Seseorang selalu ingin melakukan segalanya untuk dirinya sendiri tanpa mengubah dirinya sendiri. Baru-baru ini orang-orang gereja pergi ke kuil untuk bertanya. Ini diperbolehkan di awal perjalanan dan tidak boleh disalahkan untuk itu. Sangat diharapkan bahwa orang percaya pergi kepada Tuhan untuk “roti hidup”, dan bukan hanya karena kebutuhan. Seseorang tidak boleh terus-menerus mengenakan celana pendek. Itu harus berubah seiring waktu. Jadi, terus-menerus bertanya pada dirinya sendiri, dia tiba-tiba akan mengingat kerabat, teman, dan memahami bahwa mereka juga membutuhkannya.

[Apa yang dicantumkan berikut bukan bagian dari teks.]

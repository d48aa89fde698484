//! Observability: tracing init and the JSONL build event log.
//!
//! Uses config::ObservabilityConfig for CODEBOX_QUIET, CODEBOX_LOG_LEVEL,
//! CODEBOX_LOG_JSON and CODEBOX_BUILD_LOG.

use std::fs::OpenOptions;
use std::io::Write;
use std::path::{Path, PathBuf};

use chrono::Utc;
use serde_json::{json, Value};
use tracing_subscriber::{prelude::*, EnvFilter};

/// Initialize tracing. Call at process startup.
///
/// `RUST_LOG` takes precedence; otherwise CODEBOX_LOG_LEVEL (or warn when
/// CODEBOX_QUIET=1). Output goes to stderr so stdout stays parseable.
pub fn init_tracing() {
    let cfg = crate::config::ObservabilityConfig::from_env();
    let level = cfg.filter_directive();
    let filter = EnvFilter::try_from_default_env().unwrap_or_else(|_| EnvFilter::new(&level));

    let _ = if cfg.log_json {
        tracing_subscriber::registry()
            .with(filter)
            .with(
                tracing_subscriber::fmt::layer()
                    .json()
                    .with_writer(std::io::stderr)
                    .with_target(true)
                    .with_thread_ids(false),
            )
            .try_init()
    } else {
        tracing_subscriber::registry()
            .with(filter)
            .with(
                tracing_subscriber::fmt::layer()
                    .with_writer(std::io::stderr)
                    .with_target(true)
                    .with_thread_ids(false),
            )
            .try_init()
    };
}

/// Append-only JSONL sink for build events, keyed by a per-build id.
///
/// A log without a path is a no-op, so callers never branch on whether
/// CODEBOX_BUILD_LOG is set.
#[derive(Debug, Clone)]
pub struct BuildEventLog {
    build_id: String,
    path: Option<PathBuf>,
}

impl BuildEventLog {
    /// Log to the file named by CODEBOX_BUILD_LOG, if any.
    pub fn from_env() -> Self {
        let path = crate::config::ObservabilityConfig::from_env()
            .build_log
            .clone()
            .map(PathBuf::from);
        Self::new(path)
    }

    pub fn new(path: Option<PathBuf>) -> Self {
        if let Some(parent) = path.as_deref().and_then(Path::parent) {
            let _ = std::fs::create_dir_all(parent);
        }
        Self {
            build_id: uuid::Uuid::new_v4().to_string(),
            path,
        }
    }

    pub fn disabled() -> Self {
        Self::new(None)
    }

    pub fn build_id(&self) -> &str {
        &self.build_id
    }

    /// Build started for `image` from `base`.
    pub fn build_started(&self, image: &str, base: &str, steps: usize) {
        self.emit(
            "build_started",
            json!({ "image": image, "base": base, "steps": steps }),
        );
    }

    /// One transaction-log step committed.
    pub fn step_completed(&self, index: usize, step: &str, detail: &str) {
        self.emit(
            "step_completed",
            json!({ "index": index, "step": step, "detail": detail }),
        );
    }

    /// A step failed; the build is aborted.
    pub fn step_failed(&self, index: usize, step: &str, kind: &str, error: &str) {
        tracing::warn!(
            build_id = %self.build_id,
            index,
            step = %step,
            kind = %kind,
            "Build aborted: {}",
            error
        );
        self.emit(
            "step_failed",
            json!({ "index": index, "step": step, "kind": kind, "error": error }),
        );
    }

    /// All steps committed.
    pub fn build_completed(&self, fingerprint: &str) {
        self.emit("build_completed", json!({ "fingerprint": fingerprint }));
    }

    fn emit(&self, event: &str, details: Value) {
        let Some(ref path) = self.path else {
            return;
        };
        let record = json!({
            "ts": Utc::now().to_rfc3339_opts(chrono::SecondsFormat::Millis, true),
            "event": event,
            "build_id": self.build_id,
            "details": details,
        });
        append_jsonl(path, &record);
    }
}

fn append_jsonl(path: &Path, record: &Value) {
    if let Ok(mut f) = OpenOptions::new().create(true).append(true).open(path) {
        if let Ok(line) = serde_json::to_string(record) {
            let _ = writeln!(f, "{}", line);
        }
    }
}
//! codebox configuration layer
//!
//! All environment reads go through this module; callers use the structured
//! configs instead of touching `std::env::var` directly.
//!
//! - `loader`: env_or, env_optional, env_bool and `.env` loading
//! - `schema`: ObservabilityConfig, PathsConfig
//! - `env_keys`: key constants

pub mod env_keys;
pub mod loader;
pub mod schema;

pub use loader::{env_bool, env_optional, env_or, load_dotenv, load_dotenv_from_dir};
pub use schema::{ObservabilityConfig, PathsConfig};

Jika seseorang disetel ke kesempurnaan, tetapi pada saat yang sama tidak mentolerir kekurangan orang lain, ini mungkin berarti esensi iblisnya. Jika dia menginginkan kekudusan dari dirinya sendiri, maka dia harus menanggung semua dosa orang-orang di sekitarnya. Namun, istilah "bertahan" tidak mungkin tepat, karena tidak akan ada kekudusan dalam kasus ini. Idealnya, harus ada cinta.
Penderitaan adalah keadaan yang tidak bisa dilewati, tetapi bisa dilewati. Mereka membawa kita kepada penderitaan Kristus, ke Kalvari, di mana kemuliaan-Nya mencapai puncaknya. Semua orang memiliki salib mereka sendiri, yang mereka bawa sepanjang hidup mereka. Dan jika ada upaya untuk membuang sebagian beban, bebannya hanya menjadi lebih berat. Anda tidak dapat mencari penderitaan dengan sengaja. Jika perlu, mereka sendiri akan menemukan seseorang.
Ada kualitas yang perlu dikembangkan dalam diri seseorang bahkan sebelum beriman: sikap hormat terhadap makhluk hidup, menghormati orang yang lebih tua, terhadap milik orang lain, dll. Tanpa ini, tidak ada gunanya bagi seseorang jika dia bahkan hafal seluruh isi Alkitab. Seseorang yang tidak memiliki keterampilan moral dasar tidak akan menjadi lebih baik. Manusia adalah teka-teki untuk dirinya sendiri dan tidak mungkin untuk memecahkannya sepenuhnya. Sejauh kita menyelesaikannya, kita akan menjadi manusia.
Berdasarkan percakapan dengan Archpriest Andrei Tkachev.